How a pinhole forms an image
There is no lens equation here, no refraction, no focal plane in the optical sense. Each point in the scene illuminates a small disc on the film through the hole
; the disc's diameter is approximately the diameter of the hole. The collection of all those discs, contributed by every point in the scene, is the image. Geometrically, the projection is a one-to-one mapping from the scene through the aperture onto the film — a straight-line ray trace.
This is why pinhole imagery has infinite depth of field: there is no plane of sharpest focus that other distances fall away from. There is just one quality of softness — set by the hole diameter and the pinhole-to-film distance — that applies uniformly across the whole image. Front-to-back sharpness is the same whether the subject is a centimeter from the camera or at infinity.
It is also why pinhole imagery has no chromatic aberration in the classical sense. There are no glass elements bending different wavelengths by different amounts; all colors travel through the same hole on straight lines.

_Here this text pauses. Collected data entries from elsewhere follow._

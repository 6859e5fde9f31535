//! Listener configuration.

use std::time::Duration;

use envctx_settings::ServerSettings;

/// Default time allowed for in-flight work after a shutdown signal.
pub const DEFAULT_SHUTDOWN_TIMEOUT: Duration = Duration::from_secs(10);

/// Configuration for [`EnvctxServer`](crate::EnvctxServer).
#[derive(Clone, Debug, PartialEq, Eq)]
pub struct ServerConfig {
    /// Host to bind.
    pub host: String,
    /// Port to bind; `0` picks a free port.
    pub port: u16,
    /// Grace period for draining tasks on shutdown.
    pub shutdown_timeout: Duration,
}

impl ServerConfig {
    /// Take host and port from loaded settings.
    pub fn from_settings(settings: &ServerSettings) -> Self {
        Self {
            host: settings.host.clone(),
            port: settings.port,
            ..Self::default()
        }
    }

    /// `host:port` string for binding.
    pub fn bind_addr(&self) -> String {
        format!("{}:{}", self.host, self.port)
    }
}

impl Default for ServerConfig {
    fn default() -> Self {
        Self {
            host: "127.0.0.1".into(),
            port: 0,
            shutdown_timeout: DEFAULT_SHUTDOWN_TIMEOUT,
        }
    }
}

The optimal-diameter formula
The smallest hole does not produce the sharpest image. Diffraction sets a lower bound: as the hole shrinks, the wave nature of light spreads each point's projection into an Airy-disk pattern whose size grows as the hole shrinks. Geometric blur favors a smaller hole; diffraction blur favors a larger one. The optimum is where the two contributions are roughly equal in magnitude.
The closed-form result is:
d = 1.9 · √(λ · f)
with d the pinhole diameter, λ the wavelength of light (≈ 0.00055 mm for green light), and f the pinhole-to-film distance (also called the pinhole's "focal length"). For panchromatic black-and-white work the green-light value of λ is conventional. The constant 1.9 traces back to Matt Young's 1971 Applied Optics paper, and it is the form Renner uses in the practitioner literature.[2]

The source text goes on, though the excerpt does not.